• **Assignment**:
Transcribe, word for word and without additions, each line below from the one containing "return Ok(noise);" through the one containing "impl InpaintingModel for", both ends included.
*** Given information Section Begins ***
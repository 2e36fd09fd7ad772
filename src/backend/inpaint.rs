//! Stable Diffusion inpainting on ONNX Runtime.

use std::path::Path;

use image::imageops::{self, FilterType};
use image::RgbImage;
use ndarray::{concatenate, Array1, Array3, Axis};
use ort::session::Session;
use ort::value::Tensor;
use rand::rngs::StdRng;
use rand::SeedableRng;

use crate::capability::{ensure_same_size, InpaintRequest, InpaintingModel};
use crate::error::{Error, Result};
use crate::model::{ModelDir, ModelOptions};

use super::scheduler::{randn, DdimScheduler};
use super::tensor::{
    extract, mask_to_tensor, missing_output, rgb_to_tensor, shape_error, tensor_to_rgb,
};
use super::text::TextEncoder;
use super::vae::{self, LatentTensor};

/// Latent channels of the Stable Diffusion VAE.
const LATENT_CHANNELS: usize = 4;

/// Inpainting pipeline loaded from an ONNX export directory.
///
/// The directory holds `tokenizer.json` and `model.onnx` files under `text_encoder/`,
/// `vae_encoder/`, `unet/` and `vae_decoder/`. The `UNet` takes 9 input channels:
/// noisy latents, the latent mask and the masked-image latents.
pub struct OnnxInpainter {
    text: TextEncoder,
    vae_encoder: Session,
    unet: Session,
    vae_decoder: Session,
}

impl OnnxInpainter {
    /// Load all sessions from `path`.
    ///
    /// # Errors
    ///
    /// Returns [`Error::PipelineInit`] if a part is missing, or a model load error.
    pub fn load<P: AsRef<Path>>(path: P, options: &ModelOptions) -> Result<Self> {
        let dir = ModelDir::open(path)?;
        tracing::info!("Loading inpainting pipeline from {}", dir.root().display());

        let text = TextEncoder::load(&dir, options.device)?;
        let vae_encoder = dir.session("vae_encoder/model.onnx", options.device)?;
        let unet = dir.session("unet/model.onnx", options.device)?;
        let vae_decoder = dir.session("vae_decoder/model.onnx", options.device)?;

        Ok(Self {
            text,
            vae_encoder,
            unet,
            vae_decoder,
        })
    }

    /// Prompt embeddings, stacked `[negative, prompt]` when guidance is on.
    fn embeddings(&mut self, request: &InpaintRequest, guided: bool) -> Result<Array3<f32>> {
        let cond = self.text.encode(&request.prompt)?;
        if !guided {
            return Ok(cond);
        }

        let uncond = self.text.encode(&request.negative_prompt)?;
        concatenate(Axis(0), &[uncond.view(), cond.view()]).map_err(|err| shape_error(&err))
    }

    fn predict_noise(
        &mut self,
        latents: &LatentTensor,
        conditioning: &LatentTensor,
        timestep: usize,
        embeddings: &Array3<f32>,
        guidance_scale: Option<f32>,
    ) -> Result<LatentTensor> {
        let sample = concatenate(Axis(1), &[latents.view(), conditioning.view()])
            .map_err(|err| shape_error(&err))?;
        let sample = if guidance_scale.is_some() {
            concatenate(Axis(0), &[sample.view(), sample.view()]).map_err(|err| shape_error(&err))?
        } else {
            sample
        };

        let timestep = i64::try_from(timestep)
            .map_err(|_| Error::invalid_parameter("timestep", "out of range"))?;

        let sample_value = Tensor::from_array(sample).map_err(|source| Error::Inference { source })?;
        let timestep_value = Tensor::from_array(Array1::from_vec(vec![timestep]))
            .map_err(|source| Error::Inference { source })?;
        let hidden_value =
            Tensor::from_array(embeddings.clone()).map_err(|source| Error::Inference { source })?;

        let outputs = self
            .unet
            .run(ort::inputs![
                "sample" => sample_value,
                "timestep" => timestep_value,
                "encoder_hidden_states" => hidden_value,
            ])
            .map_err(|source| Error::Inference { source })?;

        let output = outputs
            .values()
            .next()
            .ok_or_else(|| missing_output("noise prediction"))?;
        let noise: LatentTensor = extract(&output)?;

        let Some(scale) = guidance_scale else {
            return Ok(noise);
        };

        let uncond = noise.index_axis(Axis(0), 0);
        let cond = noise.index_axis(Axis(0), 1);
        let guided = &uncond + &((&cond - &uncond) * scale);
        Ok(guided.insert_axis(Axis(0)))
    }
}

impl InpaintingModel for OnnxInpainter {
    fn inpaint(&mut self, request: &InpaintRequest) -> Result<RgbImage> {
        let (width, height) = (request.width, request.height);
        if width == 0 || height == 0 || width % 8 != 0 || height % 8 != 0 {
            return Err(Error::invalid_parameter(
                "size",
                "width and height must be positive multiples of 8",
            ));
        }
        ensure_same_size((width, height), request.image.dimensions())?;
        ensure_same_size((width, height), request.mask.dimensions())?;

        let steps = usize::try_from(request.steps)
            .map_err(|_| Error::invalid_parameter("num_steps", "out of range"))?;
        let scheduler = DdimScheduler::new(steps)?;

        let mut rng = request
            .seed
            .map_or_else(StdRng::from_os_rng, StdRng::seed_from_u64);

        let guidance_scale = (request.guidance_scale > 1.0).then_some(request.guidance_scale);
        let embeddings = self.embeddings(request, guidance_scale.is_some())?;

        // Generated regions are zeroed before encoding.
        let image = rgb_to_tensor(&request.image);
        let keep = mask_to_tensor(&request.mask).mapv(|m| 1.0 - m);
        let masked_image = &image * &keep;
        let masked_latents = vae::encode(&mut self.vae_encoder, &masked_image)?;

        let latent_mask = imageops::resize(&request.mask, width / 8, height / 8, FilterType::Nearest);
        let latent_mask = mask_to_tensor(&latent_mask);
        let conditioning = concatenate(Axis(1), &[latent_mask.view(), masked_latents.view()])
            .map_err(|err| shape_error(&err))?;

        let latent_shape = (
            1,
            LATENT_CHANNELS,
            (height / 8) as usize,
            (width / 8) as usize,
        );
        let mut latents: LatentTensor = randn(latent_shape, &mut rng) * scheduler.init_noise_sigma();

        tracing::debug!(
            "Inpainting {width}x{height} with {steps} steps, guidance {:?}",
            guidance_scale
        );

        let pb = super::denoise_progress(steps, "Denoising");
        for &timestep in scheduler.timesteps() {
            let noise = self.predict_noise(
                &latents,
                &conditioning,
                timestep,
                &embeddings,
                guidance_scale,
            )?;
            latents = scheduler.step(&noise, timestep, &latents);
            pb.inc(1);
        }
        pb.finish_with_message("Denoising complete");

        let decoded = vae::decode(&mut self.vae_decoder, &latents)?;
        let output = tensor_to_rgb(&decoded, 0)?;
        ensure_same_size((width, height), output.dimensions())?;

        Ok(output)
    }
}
*** Given information Section Ends ***
• **Response area**:
            return Ok(noise);
        };

        let uncond = noise.index_axis(Axis(0), 0);
        let cond = noise.index_axis(Axis(0), 1);
        let guided = &uncond + &((&cond - &uncond) * scale);
        Ok(guided.insert_axis(Axis(0)))
    }
}

impl InpaintingModel for OnnxInpainter {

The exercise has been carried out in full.